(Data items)
------
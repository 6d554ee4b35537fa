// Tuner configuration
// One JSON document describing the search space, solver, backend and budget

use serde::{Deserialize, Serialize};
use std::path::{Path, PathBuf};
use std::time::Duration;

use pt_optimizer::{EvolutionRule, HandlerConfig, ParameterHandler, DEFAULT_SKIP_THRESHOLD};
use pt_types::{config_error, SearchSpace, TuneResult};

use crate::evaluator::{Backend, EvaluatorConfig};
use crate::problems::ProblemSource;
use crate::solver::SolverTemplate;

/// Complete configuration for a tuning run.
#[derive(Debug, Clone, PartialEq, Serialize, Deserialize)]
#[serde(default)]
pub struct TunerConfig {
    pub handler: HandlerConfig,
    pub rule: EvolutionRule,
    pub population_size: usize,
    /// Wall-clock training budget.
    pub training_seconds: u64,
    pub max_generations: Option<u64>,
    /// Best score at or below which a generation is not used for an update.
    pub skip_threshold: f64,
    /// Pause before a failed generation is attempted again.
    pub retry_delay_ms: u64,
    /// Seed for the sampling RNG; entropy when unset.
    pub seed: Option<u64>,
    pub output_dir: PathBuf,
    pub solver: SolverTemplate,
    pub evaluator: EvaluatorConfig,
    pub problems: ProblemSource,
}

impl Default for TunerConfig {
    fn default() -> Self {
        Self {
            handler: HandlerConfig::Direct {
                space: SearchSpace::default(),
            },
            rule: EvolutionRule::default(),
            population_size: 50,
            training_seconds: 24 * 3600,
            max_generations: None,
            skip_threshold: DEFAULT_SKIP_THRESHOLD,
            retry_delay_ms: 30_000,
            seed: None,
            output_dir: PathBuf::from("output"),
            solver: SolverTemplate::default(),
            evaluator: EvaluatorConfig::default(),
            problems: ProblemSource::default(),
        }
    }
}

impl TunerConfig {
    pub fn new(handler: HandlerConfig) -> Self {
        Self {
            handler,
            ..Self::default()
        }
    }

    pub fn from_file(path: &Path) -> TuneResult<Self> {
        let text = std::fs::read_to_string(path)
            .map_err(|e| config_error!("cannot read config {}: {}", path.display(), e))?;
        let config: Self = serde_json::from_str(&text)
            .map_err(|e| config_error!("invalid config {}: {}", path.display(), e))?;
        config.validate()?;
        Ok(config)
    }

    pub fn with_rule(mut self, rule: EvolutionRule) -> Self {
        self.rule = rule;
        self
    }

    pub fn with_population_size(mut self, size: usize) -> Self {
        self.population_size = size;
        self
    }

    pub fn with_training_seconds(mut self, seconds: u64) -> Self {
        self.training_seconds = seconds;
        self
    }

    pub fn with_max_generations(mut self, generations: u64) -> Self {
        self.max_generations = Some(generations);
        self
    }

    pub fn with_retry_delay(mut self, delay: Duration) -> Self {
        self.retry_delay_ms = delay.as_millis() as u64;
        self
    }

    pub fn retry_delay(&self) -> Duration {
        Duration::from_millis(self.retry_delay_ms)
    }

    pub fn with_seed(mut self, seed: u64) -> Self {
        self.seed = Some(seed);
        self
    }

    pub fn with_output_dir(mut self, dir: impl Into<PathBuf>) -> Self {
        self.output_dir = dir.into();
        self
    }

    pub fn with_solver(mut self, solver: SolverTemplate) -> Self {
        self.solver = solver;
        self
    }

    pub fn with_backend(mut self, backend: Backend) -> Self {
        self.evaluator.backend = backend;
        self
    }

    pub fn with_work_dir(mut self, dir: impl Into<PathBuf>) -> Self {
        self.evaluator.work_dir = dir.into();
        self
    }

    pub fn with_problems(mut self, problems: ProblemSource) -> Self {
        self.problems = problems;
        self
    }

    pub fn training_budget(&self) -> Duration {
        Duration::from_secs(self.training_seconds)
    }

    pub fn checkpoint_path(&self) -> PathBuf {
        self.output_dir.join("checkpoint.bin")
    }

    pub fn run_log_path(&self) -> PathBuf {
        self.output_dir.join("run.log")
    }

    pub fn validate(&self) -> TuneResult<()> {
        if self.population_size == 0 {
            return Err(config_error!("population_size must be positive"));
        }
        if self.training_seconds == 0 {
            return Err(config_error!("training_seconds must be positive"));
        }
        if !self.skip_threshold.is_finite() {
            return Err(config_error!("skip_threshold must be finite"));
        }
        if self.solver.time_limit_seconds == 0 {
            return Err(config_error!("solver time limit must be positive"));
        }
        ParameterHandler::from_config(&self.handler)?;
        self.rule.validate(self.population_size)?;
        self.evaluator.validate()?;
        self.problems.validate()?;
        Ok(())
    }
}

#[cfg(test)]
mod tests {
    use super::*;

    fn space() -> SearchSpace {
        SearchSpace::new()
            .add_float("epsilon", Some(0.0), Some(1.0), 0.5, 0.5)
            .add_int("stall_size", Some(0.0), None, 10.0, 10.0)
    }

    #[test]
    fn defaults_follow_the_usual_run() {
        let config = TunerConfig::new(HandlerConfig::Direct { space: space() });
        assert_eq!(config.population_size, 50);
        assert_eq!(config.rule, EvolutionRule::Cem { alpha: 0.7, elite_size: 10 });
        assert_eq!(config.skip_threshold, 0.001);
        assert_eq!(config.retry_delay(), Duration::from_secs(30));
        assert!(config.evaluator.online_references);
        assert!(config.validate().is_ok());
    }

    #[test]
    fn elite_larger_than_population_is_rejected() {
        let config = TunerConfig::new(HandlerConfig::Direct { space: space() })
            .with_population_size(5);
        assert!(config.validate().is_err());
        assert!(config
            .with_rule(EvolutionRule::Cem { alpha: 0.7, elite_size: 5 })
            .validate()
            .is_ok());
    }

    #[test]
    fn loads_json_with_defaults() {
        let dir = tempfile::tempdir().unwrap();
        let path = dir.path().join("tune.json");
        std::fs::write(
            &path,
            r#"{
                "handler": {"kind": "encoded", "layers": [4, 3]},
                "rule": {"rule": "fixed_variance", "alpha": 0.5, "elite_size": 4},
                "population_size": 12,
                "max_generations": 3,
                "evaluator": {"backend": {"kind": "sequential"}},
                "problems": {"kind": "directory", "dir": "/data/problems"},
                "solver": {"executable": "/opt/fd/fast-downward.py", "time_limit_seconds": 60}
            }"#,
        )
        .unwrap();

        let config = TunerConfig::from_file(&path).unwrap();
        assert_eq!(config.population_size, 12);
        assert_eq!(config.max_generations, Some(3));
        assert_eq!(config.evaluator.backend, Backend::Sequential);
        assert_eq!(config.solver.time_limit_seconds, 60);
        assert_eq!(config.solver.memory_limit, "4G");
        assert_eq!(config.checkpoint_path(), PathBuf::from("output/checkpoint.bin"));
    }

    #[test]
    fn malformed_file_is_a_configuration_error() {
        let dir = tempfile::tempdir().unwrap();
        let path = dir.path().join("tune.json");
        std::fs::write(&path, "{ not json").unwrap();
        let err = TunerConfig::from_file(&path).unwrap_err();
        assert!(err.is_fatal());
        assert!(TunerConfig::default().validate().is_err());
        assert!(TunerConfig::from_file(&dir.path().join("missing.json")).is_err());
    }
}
------
What to produce | Look through the entries above, and wherever a line holds the word "SearchSpace", copy it.

Task result |
use pt_types::{config_error, SearchSpace, TuneResult};
                space: SearchSpace::default(),
    fn space() -> SearchSpace {
        SearchSpace::new()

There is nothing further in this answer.